Stored items:

· · · · · · ·

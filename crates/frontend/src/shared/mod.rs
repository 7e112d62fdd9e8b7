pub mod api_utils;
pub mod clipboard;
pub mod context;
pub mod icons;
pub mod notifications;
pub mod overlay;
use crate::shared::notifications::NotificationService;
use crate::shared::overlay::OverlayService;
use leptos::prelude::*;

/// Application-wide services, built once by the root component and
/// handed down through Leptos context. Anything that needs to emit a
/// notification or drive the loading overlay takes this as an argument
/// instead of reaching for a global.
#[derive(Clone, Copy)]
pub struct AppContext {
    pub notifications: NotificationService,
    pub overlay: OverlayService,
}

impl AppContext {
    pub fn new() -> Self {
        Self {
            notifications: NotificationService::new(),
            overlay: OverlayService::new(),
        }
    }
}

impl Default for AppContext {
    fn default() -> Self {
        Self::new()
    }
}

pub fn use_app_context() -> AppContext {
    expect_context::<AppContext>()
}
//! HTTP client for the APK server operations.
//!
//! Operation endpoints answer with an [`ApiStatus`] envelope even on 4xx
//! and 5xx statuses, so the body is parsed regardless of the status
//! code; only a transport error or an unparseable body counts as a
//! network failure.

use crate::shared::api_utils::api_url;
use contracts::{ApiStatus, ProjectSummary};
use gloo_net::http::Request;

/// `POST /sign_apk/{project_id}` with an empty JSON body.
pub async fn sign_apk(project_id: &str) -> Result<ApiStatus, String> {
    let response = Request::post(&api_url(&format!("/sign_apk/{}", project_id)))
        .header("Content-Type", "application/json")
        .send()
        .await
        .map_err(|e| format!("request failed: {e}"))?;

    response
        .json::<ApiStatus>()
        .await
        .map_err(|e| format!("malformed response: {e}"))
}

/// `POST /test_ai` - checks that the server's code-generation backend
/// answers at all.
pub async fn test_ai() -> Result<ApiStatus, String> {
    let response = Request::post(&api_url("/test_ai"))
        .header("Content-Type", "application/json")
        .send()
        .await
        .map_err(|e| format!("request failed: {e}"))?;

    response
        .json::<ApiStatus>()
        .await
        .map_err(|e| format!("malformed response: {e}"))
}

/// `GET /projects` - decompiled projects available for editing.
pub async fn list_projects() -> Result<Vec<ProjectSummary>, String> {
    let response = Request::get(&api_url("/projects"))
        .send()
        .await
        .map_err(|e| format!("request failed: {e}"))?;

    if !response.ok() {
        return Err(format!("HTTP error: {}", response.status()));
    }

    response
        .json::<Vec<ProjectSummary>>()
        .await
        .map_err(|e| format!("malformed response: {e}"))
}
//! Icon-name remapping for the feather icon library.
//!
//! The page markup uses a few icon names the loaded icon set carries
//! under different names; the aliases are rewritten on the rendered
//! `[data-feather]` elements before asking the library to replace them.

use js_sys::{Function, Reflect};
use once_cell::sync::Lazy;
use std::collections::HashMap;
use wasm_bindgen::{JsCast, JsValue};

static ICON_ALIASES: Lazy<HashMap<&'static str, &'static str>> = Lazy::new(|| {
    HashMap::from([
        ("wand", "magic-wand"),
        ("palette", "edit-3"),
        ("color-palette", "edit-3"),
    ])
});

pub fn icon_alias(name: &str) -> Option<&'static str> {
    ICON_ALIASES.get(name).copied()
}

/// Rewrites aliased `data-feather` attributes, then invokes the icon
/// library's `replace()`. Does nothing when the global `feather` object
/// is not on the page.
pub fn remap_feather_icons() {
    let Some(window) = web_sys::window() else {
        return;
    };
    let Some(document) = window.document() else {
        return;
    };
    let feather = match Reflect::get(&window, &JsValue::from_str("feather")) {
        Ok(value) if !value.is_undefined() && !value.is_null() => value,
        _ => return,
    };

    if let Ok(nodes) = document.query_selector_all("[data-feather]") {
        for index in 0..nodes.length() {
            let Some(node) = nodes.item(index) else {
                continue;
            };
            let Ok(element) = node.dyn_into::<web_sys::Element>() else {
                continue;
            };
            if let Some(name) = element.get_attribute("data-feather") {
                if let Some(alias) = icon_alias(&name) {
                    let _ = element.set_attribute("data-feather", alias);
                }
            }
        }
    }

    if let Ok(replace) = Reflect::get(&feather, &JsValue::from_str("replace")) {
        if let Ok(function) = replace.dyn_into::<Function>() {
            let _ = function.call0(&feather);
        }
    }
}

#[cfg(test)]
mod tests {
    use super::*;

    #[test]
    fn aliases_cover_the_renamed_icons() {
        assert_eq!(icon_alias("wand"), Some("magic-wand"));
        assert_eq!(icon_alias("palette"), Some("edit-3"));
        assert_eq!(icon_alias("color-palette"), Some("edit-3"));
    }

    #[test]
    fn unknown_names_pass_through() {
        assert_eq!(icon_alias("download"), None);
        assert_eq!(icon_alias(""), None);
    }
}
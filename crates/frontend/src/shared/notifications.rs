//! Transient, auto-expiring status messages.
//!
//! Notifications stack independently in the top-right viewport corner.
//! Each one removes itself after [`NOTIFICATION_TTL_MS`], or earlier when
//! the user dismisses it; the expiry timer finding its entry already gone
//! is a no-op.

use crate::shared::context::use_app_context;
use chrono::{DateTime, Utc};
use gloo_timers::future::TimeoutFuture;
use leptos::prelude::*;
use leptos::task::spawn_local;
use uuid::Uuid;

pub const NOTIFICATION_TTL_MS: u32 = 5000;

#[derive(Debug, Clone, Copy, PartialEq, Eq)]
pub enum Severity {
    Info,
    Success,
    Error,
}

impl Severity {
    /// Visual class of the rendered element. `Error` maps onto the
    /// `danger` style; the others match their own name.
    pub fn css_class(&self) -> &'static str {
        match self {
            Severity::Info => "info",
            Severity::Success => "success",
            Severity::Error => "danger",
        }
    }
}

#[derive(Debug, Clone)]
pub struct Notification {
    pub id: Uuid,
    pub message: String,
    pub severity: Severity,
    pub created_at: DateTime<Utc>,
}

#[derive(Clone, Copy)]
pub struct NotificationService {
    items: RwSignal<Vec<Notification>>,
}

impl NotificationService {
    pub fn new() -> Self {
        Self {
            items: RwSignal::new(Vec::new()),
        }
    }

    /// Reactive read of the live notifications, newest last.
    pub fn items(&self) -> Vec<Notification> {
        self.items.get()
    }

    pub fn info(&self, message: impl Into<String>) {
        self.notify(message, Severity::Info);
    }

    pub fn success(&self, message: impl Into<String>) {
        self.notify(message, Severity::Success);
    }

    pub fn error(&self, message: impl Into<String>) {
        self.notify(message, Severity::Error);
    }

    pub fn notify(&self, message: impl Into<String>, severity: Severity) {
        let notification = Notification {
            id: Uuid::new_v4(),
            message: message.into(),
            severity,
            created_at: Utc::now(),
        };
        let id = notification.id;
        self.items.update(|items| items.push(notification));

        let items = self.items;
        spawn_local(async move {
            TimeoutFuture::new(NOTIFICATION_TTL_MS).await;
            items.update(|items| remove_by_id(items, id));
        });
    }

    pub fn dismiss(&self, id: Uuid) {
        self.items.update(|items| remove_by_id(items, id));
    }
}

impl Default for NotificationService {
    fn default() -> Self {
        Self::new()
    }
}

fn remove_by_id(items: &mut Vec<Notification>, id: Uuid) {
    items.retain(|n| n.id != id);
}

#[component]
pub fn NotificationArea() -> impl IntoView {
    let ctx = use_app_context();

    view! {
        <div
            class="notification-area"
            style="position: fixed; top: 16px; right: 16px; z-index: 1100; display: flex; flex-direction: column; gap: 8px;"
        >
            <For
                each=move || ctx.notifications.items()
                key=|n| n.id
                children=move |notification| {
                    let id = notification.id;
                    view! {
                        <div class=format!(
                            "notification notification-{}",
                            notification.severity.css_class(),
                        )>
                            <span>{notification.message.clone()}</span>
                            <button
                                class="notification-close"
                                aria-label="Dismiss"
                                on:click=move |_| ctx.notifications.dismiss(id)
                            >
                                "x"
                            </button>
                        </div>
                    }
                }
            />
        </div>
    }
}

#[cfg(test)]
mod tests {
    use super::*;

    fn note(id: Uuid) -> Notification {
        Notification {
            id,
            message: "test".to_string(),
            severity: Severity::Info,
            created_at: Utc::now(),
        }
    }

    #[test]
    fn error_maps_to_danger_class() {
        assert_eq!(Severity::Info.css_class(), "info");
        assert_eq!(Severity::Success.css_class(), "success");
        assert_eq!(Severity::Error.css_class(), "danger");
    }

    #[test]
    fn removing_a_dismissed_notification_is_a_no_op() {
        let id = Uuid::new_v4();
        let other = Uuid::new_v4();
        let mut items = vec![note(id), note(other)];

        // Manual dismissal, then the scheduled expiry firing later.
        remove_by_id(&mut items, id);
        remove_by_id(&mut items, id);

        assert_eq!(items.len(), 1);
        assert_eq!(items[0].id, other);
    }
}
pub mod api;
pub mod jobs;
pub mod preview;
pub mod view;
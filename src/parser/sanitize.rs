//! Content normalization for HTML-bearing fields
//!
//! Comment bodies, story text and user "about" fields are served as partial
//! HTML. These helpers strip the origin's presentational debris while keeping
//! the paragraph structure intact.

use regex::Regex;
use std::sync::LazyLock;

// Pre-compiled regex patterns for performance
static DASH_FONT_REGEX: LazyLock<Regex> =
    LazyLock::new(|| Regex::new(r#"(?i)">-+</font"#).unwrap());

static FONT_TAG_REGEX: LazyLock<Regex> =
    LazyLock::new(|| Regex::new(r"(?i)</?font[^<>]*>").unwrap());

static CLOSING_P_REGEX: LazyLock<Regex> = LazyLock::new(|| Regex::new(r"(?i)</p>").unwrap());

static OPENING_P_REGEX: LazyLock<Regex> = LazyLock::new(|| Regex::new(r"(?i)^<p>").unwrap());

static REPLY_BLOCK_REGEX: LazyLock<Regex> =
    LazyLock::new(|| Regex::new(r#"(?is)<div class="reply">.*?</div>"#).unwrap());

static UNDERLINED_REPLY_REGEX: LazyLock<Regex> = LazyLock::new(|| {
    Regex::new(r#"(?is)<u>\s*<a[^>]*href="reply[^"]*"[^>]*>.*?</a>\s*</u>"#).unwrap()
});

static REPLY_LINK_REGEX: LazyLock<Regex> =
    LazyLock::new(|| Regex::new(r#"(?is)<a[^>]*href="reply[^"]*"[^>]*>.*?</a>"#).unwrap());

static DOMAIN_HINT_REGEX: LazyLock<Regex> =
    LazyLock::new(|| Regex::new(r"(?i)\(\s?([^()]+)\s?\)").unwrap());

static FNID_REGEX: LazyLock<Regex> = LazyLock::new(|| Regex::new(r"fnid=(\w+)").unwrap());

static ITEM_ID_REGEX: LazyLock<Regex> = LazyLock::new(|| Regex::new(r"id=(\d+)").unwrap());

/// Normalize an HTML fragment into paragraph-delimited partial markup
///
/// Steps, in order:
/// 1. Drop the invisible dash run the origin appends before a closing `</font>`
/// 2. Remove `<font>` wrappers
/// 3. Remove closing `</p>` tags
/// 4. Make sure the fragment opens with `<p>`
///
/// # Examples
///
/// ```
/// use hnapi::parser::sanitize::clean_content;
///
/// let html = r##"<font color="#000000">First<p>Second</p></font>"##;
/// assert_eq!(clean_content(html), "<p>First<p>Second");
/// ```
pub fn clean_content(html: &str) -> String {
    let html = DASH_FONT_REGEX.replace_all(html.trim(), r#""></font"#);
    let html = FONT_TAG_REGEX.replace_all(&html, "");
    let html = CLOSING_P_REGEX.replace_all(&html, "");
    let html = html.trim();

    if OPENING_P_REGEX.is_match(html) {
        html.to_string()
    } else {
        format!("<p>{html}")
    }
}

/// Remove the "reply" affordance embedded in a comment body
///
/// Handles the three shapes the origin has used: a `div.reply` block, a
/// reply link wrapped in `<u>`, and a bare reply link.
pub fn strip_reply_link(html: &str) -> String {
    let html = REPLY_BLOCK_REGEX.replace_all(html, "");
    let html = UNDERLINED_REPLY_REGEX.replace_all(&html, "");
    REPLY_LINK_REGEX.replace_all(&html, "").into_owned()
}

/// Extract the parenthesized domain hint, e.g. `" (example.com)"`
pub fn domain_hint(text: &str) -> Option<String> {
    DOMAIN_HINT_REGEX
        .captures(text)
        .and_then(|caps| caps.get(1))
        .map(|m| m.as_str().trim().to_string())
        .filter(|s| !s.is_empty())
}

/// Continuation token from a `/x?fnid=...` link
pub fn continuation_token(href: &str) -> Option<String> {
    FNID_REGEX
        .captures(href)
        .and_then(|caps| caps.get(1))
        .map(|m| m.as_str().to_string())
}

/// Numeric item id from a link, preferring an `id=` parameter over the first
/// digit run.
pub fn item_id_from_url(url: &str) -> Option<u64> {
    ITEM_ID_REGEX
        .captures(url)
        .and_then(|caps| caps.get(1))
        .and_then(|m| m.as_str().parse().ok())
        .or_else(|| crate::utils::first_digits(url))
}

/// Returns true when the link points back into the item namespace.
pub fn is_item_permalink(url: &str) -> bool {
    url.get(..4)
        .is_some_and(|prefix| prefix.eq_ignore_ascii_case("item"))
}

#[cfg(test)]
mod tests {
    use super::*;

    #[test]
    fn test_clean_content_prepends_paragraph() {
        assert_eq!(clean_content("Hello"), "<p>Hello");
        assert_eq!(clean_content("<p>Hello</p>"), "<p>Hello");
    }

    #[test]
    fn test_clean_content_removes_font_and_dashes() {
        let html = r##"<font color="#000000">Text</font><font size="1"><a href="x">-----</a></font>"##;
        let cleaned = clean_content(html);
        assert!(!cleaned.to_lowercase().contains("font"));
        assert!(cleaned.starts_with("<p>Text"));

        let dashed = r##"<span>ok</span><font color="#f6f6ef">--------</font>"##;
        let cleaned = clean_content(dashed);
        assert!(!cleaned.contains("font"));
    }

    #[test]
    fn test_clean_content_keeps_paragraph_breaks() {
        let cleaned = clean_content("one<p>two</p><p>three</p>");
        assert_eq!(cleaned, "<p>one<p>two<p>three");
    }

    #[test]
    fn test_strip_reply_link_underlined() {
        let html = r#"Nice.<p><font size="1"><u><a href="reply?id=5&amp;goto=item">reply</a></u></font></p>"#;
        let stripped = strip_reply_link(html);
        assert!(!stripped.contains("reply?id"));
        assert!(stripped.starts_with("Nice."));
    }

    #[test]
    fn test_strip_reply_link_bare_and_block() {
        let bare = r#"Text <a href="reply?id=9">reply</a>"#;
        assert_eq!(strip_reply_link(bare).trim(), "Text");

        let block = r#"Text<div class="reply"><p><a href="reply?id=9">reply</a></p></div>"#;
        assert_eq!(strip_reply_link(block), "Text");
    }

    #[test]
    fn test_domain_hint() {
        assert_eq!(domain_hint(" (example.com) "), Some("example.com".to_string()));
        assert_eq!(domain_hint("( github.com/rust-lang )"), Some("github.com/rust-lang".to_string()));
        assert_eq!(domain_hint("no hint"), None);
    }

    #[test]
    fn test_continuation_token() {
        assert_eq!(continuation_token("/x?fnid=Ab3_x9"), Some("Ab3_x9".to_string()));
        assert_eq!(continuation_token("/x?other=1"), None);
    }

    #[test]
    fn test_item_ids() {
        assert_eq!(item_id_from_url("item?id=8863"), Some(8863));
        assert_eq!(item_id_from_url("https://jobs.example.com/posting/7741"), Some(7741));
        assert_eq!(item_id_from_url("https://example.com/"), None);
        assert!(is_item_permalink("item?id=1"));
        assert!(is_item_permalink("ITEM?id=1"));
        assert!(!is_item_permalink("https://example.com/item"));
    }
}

· · · · · · ·

PROBLEM:
In the lines above, locate the string "window". Copy every line where it occurs.

RESPONSE FOR THIS EXERCISE:
    let Some(window) = web_sys::window() else {
    let Some(document) = window.document() else {
    let feather = match Reflect::get(&window, &JsValue::from_str("feather")) {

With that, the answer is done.